Carmageddon is just one part of a $1 billion dollar joint project with Metro and CalTrans to relieve traffic on the 405. Besides the demolition of one half of Mulholland Bridge this weekend and the other half next year, the project entails widening the ten miles between the 101 and the 10, replacing bridges at Skirball Drive and Sunset Boulevard, and replacing water mains and gas lines. If you missed the KCET program, you can catch it again on Friday night at 9:30. Watch a clip from it here.

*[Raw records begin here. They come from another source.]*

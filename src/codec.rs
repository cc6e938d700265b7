//! Charset codec and corpus sampling.
//!
//! [`CharsetCodec`] owns the training corpus and the bidirectional
//! character/index mapping derived from it. Index 0 is reserved as the
//! sentinel (start-of-sequence on the input side, end-of-sequence on the
//! output side); real characters occupy indices `1..=charset_len()` in
//! first-seen corpus order. The network sizes its input and output
//! layers as `charset_len() + 1`.
//!
//! ## Example
//!
//! ```rust
//! use starling::codec::CharsetCodec;
//!
//! let corpus = vec!["ab".to_string(), "ba".to_string()];
//! let codec = CharsetCodec::from_corpus(&corpus).unwrap();
//!
//! assert_eq!(codec.charset(), &['a', 'b']);
//! assert_eq!(codec.char_to_index('a').unwrap(), 1);
//! assert_eq!(codec.index_to_char(2), Some('b'));
//! assert_eq!(codec.max_length(), 2);
//! ```

use crate::error::{Error, Result};
use rand::Rng;
use serde::{Deserialize, Serialize};
use std::collections::HashMap;

/// Corpus-derived character/index codec.
///
/// The codec is immutable after construction; training draws examples
/// from it and the network persists it alongside the model so that a
/// restored network maps indices to the same characters.
#[derive(Clone, Debug)]
pub struct CharsetCodec {
    corpus: Vec<String>,
    charset: Vec<char>,
    index: HashMap<char, usize>,
    max_length: usize,
}

/// Serializable form of a [`CharsetCodec`].
#[derive(Clone, Debug, Serialize, Deserialize)]
pub struct CodecRecord {
    pub corpus: Vec<String>,
    pub charset: Vec<char>,
    pub max_length: usize,
}

impl CharsetCodec {
    /// Build a codec from a training corpus.
    ///
    /// The charset is the set of distinct characters across all examples
    /// in first-seen order; `max_length` is the character count of the
    /// longest example.
    ///
    /// # Errors
    ///
    /// `Error::Configuration` if the corpus is empty.
    pub fn from_corpus(corpus: &[String]) -> Result<Self> {
        if corpus.is_empty() {
            return Err(Error::Configuration("corpus is empty".to_string()));
        }

        let mut charset = Vec::new();
        let mut index = HashMap::new();
        let mut max_length = 0;

        for example in corpus {
            max_length = max_length.max(example.chars().count());
            for c in example.chars() {
                if !index.contains_key(&c) {
                    charset.push(c);
                    // index 0 is the sentinel, characters start at 1
                    index.insert(c, charset.len());
                }
            }
        }

        Ok(Self {
            corpus: corpus.to_vec(),
            charset,
            index,
            max_length,
        })
    }

    /// Ordered charset (does not include the sentinel).
    pub fn charset(&self) -> &[char] {
        &self.charset
    }

    /// Number of distinct characters in the charset.
    pub fn charset_len(&self) -> usize {
        self.charset.len()
    }

    /// Character count of the longest corpus example.
    pub fn max_length(&self) -> usize {
        self.max_length
    }

    /// Map a character to its index in `1..=charset_len()`.
    ///
    /// # Errors
    ///
    /// `Error::Codec` if the character is not in the charset.
    pub fn char_to_index(&self, c: char) -> Result<usize> {
        self.index.get(&c).copied().ok_or(Error::Codec(c))
    }

    /// Map an index in `1..=charset_len()` back to its character.
    ///
    /// Returns `None` for the sentinel (0) and for out-of-range indices.
    pub fn index_to_char(&self, ix: usize) -> Option<char> {
        if ix == 0 {
            return None;
        }
        self.charset.get(ix - 1).copied()
    }

    /// Draw one example uniformly at random from the corpus.
    pub fn random_example(&self, rng: &mut impl Rng) -> &str {
        &self.corpus[rng.random_range(0..self.corpus.len())]
    }

    /// Export the codec for persistence.
    pub fn export(&self) -> CodecRecord {
        CodecRecord {
            corpus: self.corpus.clone(),
            charset: self.charset.clone(),
            max_length: self.max_length,
        }
    }

    /// Rebuild a codec from a persisted record.
    ///
    /// The charset order is taken from the record verbatim, since it
    /// fixes the index assignment the persisted model was trained with.
    ///
    /// # Errors
    ///
    /// `Error::Serialization` if the record is empty, contains duplicate
    /// charset entries, or contains corpus characters outside its own
    /// charset.
    pub fn import(record: CodecRecord) -> Result<Self> {
        if record.corpus.is_empty() {
            return Err(Error::Serialization("codec record has empty corpus".to_string()));
        }

        let mut index = HashMap::new();
        for (i, &c) in record.charset.iter().enumerate() {
            if index.insert(c, i + 1).is_some() {
                return Err(Error::Serialization(format!(
                    "duplicate charset entry {c:?} in codec record"
                )));
            }
        }

        for example in &record.corpus {
            for c in example.chars() {
                if !index.contains_key(&c) {
                    return Err(Error::Serialization(format!(
                        "corpus character {c:?} missing from persisted charset"
                    )));
                }
            }
        }

        Ok(Self {
            corpus: record.corpus,
            charset: record.charset,
            index,
            max_length: record.max_length,
        })
    }
}

#[cfg(test)]
mod tests {
    use super::*;
    use rand::rngs::StdRng;
    use rand::SeedableRng;

    fn corpus(items: &[&str]) -> Vec<String> {
        items.iter().map(|s| s.to_string()).collect()
    }

    #[test]
    fn charset_uses_first_seen_order_from_index_one() {
        let codec = CharsetCodec::from_corpus(&corpus(&["ba", "ab", "c"])).unwrap();
        assert_eq!(codec.charset(), &['b', 'a', 'c']);
        assert_eq!(codec.char_to_index('b').unwrap(), 1);
        assert_eq!(codec.char_to_index('a').unwrap(), 2);
        assert_eq!(codec.char_to_index('c').unwrap(), 3);
    }

    #[test]
    fn index_zero_is_reserved() {
        let codec = CharsetCodec::from_corpus(&corpus(&["ab"])).unwrap();
        assert_eq!(codec.index_to_char(0), None);
        assert_eq!(codec.index_to_char(1), Some('a'));
        assert_eq!(codec.index_to_char(3), None);
    }

    #[test]
    fn unknown_character_is_rejected() {
        let codec = CharsetCodec::from_corpus(&corpus(&["ab"])).unwrap();
        assert!(matches!(codec.char_to_index('z'), Err(Error::Codec('z'))));
    }

    #[test]
    fn empty_corpus_is_rejected() {
        assert!(matches!(
            CharsetCodec::from_corpus(&[]),
            Err(Error::Configuration(_))
        ));
    }

    #[test]
    fn max_length_counts_chars_not_bytes() {
        let codec = CharsetCodec::from_corpus(&corpus(&["héllo", "hi"])).unwrap();
        assert_eq!(codec.max_length(), 5);
    }

    #[test]
    fn random_example_draws_from_corpus() {
        let codec = CharsetCodec::from_corpus(&corpus(&["ab", "ba"])).unwrap();
        let mut rng = StdRng::seed_from_u64(3);
        for _ in 0..20 {
            let ex = codec.random_example(&mut rng);
            assert!(ex == "ab" || ex == "ba");
        }
    }

    #[test]
    fn export_import_roundtrip() {
        let codec = CharsetCodec::from_corpus(&corpus(&["ab", "ba"])).unwrap();
        let restored = CharsetCodec::import(codec.export()).unwrap();
        assert_eq!(restored.charset(), codec.charset());
        assert_eq!(restored.max_length(), codec.max_length());
        assert_eq!(restored.char_to_index('b').unwrap(), 2);
    }

    #[test]
    fn import_rejects_duplicate_charset() {
        let record = CodecRecord {
            corpus: vec!["a".to_string()],
            charset: vec!['a', 'a'],
            max_length: 1,
        };
        assert!(matches!(
            CharsetCodec::import(record),
            Err(Error::Serialization(_))
        ));
    }

    #[test]
    fn import_rejects_uncovered_corpus() {
        let record = CodecRecord {
            corpus: vec!["ab".to_string()],
            charset: vec!['a'],
            max_length: 2,
        };
        assert!(matches!(
            CharsetCodec::import(record),
            Err(Error::Serialization(_))
        ));
    }
}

In other news, an Associated Press article details the plans that emergency services are formulating:
Beyond tongue-in-cheek apocalyptic warnings, city leaders stressed that real public safety concerns exist: Helipads have been cleared for air ambulances and 200 extra firefighters and paramedics will be on duty, some of them positioned along the shuttered freeway to protect fire-prone hillsides in the area. Four big hospitals near the freeway on the city's west side are setting up cots and putting thousands of doctors, nurses and medical personnel in hotels and dorm rooms so they don't show up late to their shifts.
The UCLA Health System placed advanced orders for medical supplies and food, even preparing 5,200 box lunches for staff, ahead of the shutdown. It has three helicopter companies on standby to transport patients and human organs in the event of emergency operations.
"You can't take a chance when you deal with patient safety and patient care," said Dr. Wally Ghurabi, the emergency director of Santa Monica-UCLA Medical Center. He planned to sleep in the E.R. throughout the weekend instead of commuting the 20 miles from his home in Torrance to the hospital.